Exercise objective: When the line containing "let up = [2.0, 4.0, 6.0, 8.0, 10.0];" appears in the data below, begin copying there and stop only after the line containing "assert_eq!(rolling.len(), 6);".

___ Source information ___

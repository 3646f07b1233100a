// Rolling correlation against the reference asset
// Fixed-capacity return buffers per symbol, Pearson over two adjacent windows

use common::CandleRecord;
use statrs::statistics::Statistics;
use std::collections::{HashMap, HashSet, VecDeque};

/// Pearson correlation of two equally sized samples.
///
/// `None` when the samples differ in length, have fewer than two points, or
/// either side has zero variance.
pub fn pearson(xs: &[f64], ys: &[f64]) -> Option<f64> {
    if xs.len() != ys.len() || xs.len() < 2 {
        return None;
    }

    let sx = xs.iter().std_dev();
    let sy = ys.iter().std_dev();
    if !sx.is_finite() || !sy.is_finite() || sx == 0.0 || sy == 0.0 {
        return None;
    }

    let r = xs.iter().covariance(ys.iter()) / (sx * sy);
    r.is_finite().then(|| r.clamp(-1.0, 1.0))
}

/// Correlation of the newest window against the one before it
#[derive(Debug, Clone, Copy, PartialEq)]
pub struct CorrelationShift {
    pub current: f64,
    pub previous: f64,
}

impl CorrelationShift {
    pub fn delta(&self) -> f64 {
        (self.current - self.previous).abs()
    }
}

/// Circular buffer of (symbol return, reference return) pairs.
///
/// Holds at most two windows; older pairs are evicted.
#[derive(Debug, Clone)]
pub struct RollingCorrelation {
    window: usize,
    pairs: VecDeque<(f64, f64)>,
    last_ts: Option<i64>,
}

impl RollingCorrelation {
    pub fn new(window: usize) -> Self {
        Self {
            window,
            pairs: VecDeque::with_capacity(window * 2),
            last_ts: None,
        }
    }

    pub fn capacity(&self) -> usize {
        self.window * 2
    }

    pub fn len(&self) -> usize {
        self.pairs.len()
    }

    pub fn is_empty(&self) -> bool {
        self.pairs.is_empty()
    }

    pub fn last_ts(&self) -> Option<i64> {
        self.last_ts
    }

    /// Append a return pair observed at `ts`. Pairs at or before the newest
    /// stored timestamp are ignored, so replays of the same candles are no-ops.
    pub fn push(&mut self, ts: i64, symbol_return: f64, reference_return: f64) -> bool {
        if self.last_ts.map_or(false, |last| ts <= last) {
            return false;
        }

        if self.pairs.len() == self.capacity() {
            self.pairs.pop_front();
        }
        self.pairs.push_back((symbol_return, reference_return));
        self.last_ts = Some(ts);
        true
    }

    fn window_correlation(&self, skip: usize) -> Option<f64> {
        let (xs, ys): (Vec<f64>, Vec<f64>) = self.pairs.iter().skip(skip).take(self.window).copied().unzip();
        if xs.len() < self.window {
            return None;
        }
        pearson(&xs, &ys)
    }

    /// Correlation over the newest window
    pub fn current(&self) -> Option<f64> {
        let skip = self.pairs.len().checked_sub(self.window)?;
        self.window_correlation(skip)
    }

    /// Correlation over the window preceding the newest one
    pub fn previous(&self) -> Option<f64> {
        let skip = self.pairs.len().checked_sub(self.window * 2)?;
        self.window_correlation(skip)
    }

    /// Both windows, once the buffer is full
    pub fn shift(&self) -> Option<CorrelationShift> {
        Some(CorrelationShift {
            current: self.current()?,
            previous: self.previous()?,
        })
    }
}

/// Simple returns of `symbol` and `reference` aligned on open time.
///
/// Only timestamps present in both series contribute; a return is taken
/// between consecutive shared timestamps.
pub fn aligned_returns(symbol: &[CandleRecord], reference: &[CandleRecord]) -> Vec<(i64, f64, f64)> {
    let reference_closes: HashMap<i64, f64> = reference.iter().map(|c| (c.open_time, c.close)).collect();

    let mut shared: Vec<(i64, f64, f64)> = symbol
        .iter()
        .filter_map(|c| reference_closes.get(&c.open_time).map(|r| (c.open_time, c.close, *r)))
        .collect();
    shared.sort_by_key(|(ts, _, _)| *ts);

    shared
        .windows(2)
        .filter(|w| w[0].1 > 0.0 && w[0].2 > 0.0)
        .map(|w| (w[1].0, w[1].1 / w[0].1 - 1.0, w[1].2 / w[0].2 - 1.0))
        .collect()
}

/// Per-symbol rolling correlation buffers keyed by symbol
#[derive(Debug)]
pub struct CorrelationTracker {
    window: usize,
    buffers: HashMap<String, RollingCorrelation>,
}

impl CorrelationTracker {
    pub fn new(window: usize) -> Self {
        Self {
            window,
            buffers: HashMap::new(),
        }
    }

    /// Feed closed candles for `symbol` and the reference. Returns the number
    /// of new pairs stored.
    pub fn observe(&mut self, symbol: &str, symbol_closed: &[CandleRecord], reference_closed: &[CandleRecord]) -> usize {
        let window = self.window;
        let buffer = self
            .buffers
            .entry(symbol.to_string())
            .or_insert_with(|| RollingCorrelation::new(window));

        aligned_returns(symbol_closed, reference_closed)
            .into_iter()
            .filter(|(ts, sym_ret, ref_ret)| buffer.push(*ts, *sym_ret, *ref_ret))
            .count()
    }

    pub fn shift(&self, symbol: &str) -> Option<CorrelationShift> {
        self.buffers.get(symbol)?.shift()
    }

    /// Drop buffers for symbols no longer in the universe
    pub fn retain_symbols(&mut self, symbols: &HashSet<&str>) {
        self.buffers.retain(|symbol, _| symbols.contains(symbol.as_str()));
    }

    pub fn len(&self) -> usize {
        self.buffers.len()
    }

    pub fn is_empty(&self) -> bool {
        self.buffers.is_empty()
    }
}

#[cfg(test)]
mod tests {
    use super::*;

    fn candle(symbol: &str, ts: i64, close: f64) -> CandleRecord {
        CandleRecord {
            symbol: symbol.to_string(),
            timeframe: "1h".to_string(),
            open_time: ts,
            open: close,
            high: close,
            low: close,
            close,
            volume: 1.0,
        }
    }

    #[test]
    fn test_pearson_extremes() {
        let xs = [1.0, 2.0, 3.0, 4.0, 5.0];
        let up = [2.0, 4.0, 6.0, 8.0, 10.0];
        let down = [5.0, 4.0, 3.0, 2.0, 1.0];

        assert!((pearson(&xs, &up).unwrap() - 1.0).abs() < 1e-9);
        assert!((pearson(&xs, &down).unwrap() + 1.0).abs() < 1e-9);
        assert_eq!(pearson(&xs, &[1.0; 5]), None);
        assert_eq!(pearson(&xs, &up[..3]), None);
    }

    #[test]
    fn test_buffer_is_bounded() {
        let mut rolling = RollingCorrelation::new(3);
        for ts in 0..20 {
            rolling.push(ts, ts as f64, ts as f64);
        }
        assert_eq!(rolling.len(), 6);
        assert_eq!(rolling.last_ts(), Some(19));
    }

    #[test]
    fn test_push_ignores_stale_timestamps() {
        let mut rolling = RollingCorrelation::new(3);
        assert!(rolling.push(10, 0.1, 0.1));
        assert!(!rolling.push(10, 0.2, 0.2));
        assert!(!rolling.push(5, 0.2, 0.2));
        assert_eq!(rolling.len(), 1);
    }

    #[test]
    fn test_shift_needs_two_windows() {
        let mut rolling = RollingCorrelation::new(4);
        let pattern = [0.01, -0.02, 0.03, -0.01];

        for (i, r) in pattern.iter().enumerate() {
            rolling.push(i as i64, *r, *r);
        }
        assert!(rolling.current().is_some());
        assert!(rolling.shift().is_none());

        // Second window moves against the reference
        for (i, r) in pattern.iter().enumerate() {
            rolling.push(10 + i as i64, -*r, *r);
        }
        let shift = rolling.shift().unwrap();
        assert!((shift.previous - 1.0).abs() < 1e-9);
        assert!((shift.current + 1.0).abs() < 1e-9);
        assert!((shift.delta() - 2.0).abs() < 1e-9);
    }

    #[test]
    fn test_aligned_returns_uses_shared_timestamps() {
        let symbol = vec![candle("ETH", 0, 10.0), candle("ETH", 1, 11.0), candle("ETH", 3, 12.1)];
        let reference = vec![candle("BTC", 0, 100.0), candle("BTC", 1, 110.0), candle("BTC", 2, 0.0), candle("BTC", 3, 99.0)];

        let returns = aligned_returns(&symbol, &reference);

        assert_eq!(returns.len(), 2);
        assert_eq!(returns[0].0, 1);
        assert!((returns[0].1 - 0.1).abs() < 1e-9);
        assert!((returns[1].1 - 0.1).abs() < 1e-9);
        assert!((returns[1].2 + 0.1).abs() < 1e-9);
    }

    #[test]
    fn test_tracker_observe_is_idempotent() {
        let mut tracker = CorrelationTracker::new(3);
        let symbol: Vec<_> = (0..5).map(|i| candle("ETH", i, 10.0 + i as f64)).collect();
        let reference: Vec<_> = (0..5).map(|i| candle("BTC", i, 100.0 + i as f64)).collect();

        assert_eq!(tracker.observe("ETH", &symbol, &reference), 4);
        assert_eq!(tracker.observe("ETH", &symbol, &reference), 0);

        tracker.retain_symbols(&HashSet::from(["SOL"]));
        assert!(tracker.is_empty());
    }
}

___

Exercise result:
        let up = [2.0, 4.0, 6.0, 8.0, 10.0];
        let down = [5.0, 4.0, 3.0, 2.0, 1.0];

        assert!((pearson(&xs, &up).unwrap() - 1.0).abs() < 1e-9);
        assert!((pearson(&xs, &down).unwrap() + 1.0).abs() < 1e-9);
        assert_eq!(pearson(&xs, &[1.0; 5]), None);
        assert_eq!(pearson(&xs, &up[..3]), None);
    }

    #[test]
    fn test_buffer_is_bounded() {
        let mut rolling = RollingCorrelation::new(3);
        for ts in 0..20 {
            rolling.push(ts, ts as f64, ts as f64);
        }
        assert_eq!(rolling.len(), 6);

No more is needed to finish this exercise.